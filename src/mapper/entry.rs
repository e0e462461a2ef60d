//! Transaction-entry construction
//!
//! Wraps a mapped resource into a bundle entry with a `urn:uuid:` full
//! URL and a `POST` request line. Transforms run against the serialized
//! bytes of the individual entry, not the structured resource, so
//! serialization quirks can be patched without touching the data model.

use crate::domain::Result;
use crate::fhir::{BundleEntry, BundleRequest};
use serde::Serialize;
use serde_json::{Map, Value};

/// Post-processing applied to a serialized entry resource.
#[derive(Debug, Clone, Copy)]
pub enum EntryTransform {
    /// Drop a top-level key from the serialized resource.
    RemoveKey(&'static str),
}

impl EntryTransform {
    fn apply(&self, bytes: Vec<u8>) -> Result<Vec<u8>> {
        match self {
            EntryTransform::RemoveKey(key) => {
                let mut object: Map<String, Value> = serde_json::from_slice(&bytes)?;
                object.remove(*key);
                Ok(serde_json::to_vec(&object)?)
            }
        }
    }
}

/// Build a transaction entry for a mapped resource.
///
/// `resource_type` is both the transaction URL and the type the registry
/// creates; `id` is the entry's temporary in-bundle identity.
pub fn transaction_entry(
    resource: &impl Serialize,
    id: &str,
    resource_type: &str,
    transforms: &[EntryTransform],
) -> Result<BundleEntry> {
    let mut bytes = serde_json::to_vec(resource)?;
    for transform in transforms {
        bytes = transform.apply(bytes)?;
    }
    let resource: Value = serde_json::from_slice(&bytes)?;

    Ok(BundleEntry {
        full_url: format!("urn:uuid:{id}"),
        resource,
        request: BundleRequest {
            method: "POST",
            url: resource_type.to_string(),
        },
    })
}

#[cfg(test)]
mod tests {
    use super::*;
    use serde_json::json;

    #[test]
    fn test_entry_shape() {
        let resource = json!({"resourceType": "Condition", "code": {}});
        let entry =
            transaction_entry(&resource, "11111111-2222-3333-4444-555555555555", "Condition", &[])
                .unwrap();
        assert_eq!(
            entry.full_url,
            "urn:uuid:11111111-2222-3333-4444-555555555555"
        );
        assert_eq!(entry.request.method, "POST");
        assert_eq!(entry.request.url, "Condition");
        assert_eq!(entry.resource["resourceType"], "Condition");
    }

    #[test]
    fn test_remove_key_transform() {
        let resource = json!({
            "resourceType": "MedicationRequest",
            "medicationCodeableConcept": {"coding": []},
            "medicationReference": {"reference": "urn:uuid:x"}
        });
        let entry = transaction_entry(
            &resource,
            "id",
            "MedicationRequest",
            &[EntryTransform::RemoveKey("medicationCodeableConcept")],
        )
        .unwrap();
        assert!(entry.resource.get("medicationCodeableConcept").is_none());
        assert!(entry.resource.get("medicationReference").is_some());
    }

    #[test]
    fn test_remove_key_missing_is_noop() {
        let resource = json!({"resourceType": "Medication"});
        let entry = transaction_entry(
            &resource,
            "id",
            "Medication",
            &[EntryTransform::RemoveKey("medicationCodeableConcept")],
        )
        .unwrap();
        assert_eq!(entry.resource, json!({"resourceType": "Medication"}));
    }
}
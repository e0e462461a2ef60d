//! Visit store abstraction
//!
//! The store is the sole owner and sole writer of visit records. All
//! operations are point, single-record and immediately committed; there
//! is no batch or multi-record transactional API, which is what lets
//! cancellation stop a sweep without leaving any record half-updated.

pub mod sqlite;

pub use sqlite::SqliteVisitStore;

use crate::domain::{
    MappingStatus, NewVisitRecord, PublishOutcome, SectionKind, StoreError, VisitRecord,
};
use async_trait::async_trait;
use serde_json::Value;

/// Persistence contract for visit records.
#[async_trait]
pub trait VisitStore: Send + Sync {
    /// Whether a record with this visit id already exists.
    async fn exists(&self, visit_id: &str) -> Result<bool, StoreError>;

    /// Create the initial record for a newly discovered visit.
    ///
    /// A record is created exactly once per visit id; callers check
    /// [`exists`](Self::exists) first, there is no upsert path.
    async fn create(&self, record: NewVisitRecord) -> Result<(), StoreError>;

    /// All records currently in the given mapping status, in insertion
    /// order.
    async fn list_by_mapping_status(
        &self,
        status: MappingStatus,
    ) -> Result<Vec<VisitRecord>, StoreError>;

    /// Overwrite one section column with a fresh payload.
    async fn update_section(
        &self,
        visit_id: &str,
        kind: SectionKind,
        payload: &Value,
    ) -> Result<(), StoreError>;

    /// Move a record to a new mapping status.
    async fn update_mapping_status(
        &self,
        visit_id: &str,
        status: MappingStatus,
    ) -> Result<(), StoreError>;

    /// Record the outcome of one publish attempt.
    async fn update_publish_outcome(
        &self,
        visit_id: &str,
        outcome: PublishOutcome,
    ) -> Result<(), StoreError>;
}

━━━━━━━━━━

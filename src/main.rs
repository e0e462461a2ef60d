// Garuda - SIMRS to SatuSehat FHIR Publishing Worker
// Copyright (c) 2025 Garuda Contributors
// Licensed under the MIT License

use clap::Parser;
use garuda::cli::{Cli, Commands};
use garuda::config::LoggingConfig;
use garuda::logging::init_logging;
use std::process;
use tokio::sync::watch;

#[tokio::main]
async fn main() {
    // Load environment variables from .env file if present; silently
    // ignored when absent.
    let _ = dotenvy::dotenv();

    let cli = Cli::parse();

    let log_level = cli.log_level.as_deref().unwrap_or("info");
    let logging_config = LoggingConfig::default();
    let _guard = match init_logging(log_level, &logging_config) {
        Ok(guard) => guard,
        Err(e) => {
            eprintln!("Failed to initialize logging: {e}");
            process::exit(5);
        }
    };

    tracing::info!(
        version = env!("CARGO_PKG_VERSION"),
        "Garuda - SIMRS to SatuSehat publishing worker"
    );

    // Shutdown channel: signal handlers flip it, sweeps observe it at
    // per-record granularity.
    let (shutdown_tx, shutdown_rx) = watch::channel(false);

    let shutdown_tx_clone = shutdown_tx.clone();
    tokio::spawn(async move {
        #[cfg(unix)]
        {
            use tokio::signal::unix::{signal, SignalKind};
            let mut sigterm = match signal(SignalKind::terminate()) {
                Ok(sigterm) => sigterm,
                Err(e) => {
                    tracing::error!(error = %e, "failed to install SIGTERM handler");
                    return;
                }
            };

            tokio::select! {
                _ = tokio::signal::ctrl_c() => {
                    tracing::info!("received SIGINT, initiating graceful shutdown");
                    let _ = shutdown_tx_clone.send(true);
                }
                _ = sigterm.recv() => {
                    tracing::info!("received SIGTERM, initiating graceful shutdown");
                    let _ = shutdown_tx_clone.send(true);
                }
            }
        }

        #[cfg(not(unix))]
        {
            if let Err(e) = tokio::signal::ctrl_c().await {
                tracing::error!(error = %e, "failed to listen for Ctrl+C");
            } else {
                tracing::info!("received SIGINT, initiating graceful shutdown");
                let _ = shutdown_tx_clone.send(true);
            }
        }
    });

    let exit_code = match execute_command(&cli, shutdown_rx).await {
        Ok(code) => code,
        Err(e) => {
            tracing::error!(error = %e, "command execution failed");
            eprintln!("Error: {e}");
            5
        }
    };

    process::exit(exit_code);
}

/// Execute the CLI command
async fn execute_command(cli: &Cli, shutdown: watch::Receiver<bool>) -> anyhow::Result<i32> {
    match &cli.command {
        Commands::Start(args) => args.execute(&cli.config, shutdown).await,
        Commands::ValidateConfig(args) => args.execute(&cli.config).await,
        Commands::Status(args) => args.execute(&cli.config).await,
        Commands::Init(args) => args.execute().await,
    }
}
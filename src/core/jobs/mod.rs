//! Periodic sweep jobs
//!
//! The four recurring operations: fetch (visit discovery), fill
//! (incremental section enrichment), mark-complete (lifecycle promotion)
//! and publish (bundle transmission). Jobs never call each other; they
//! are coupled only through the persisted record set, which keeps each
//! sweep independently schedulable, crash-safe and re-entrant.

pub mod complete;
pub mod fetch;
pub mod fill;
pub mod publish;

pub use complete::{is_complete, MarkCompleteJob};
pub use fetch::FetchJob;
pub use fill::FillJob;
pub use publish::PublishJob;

━━━━━━━━━━

- [Aim of the task] Show every line in the entries above that contains the string "method".

- [Answer to this exercise]
            method: "POST",
        assert_eq!(entry.request.method, "POST");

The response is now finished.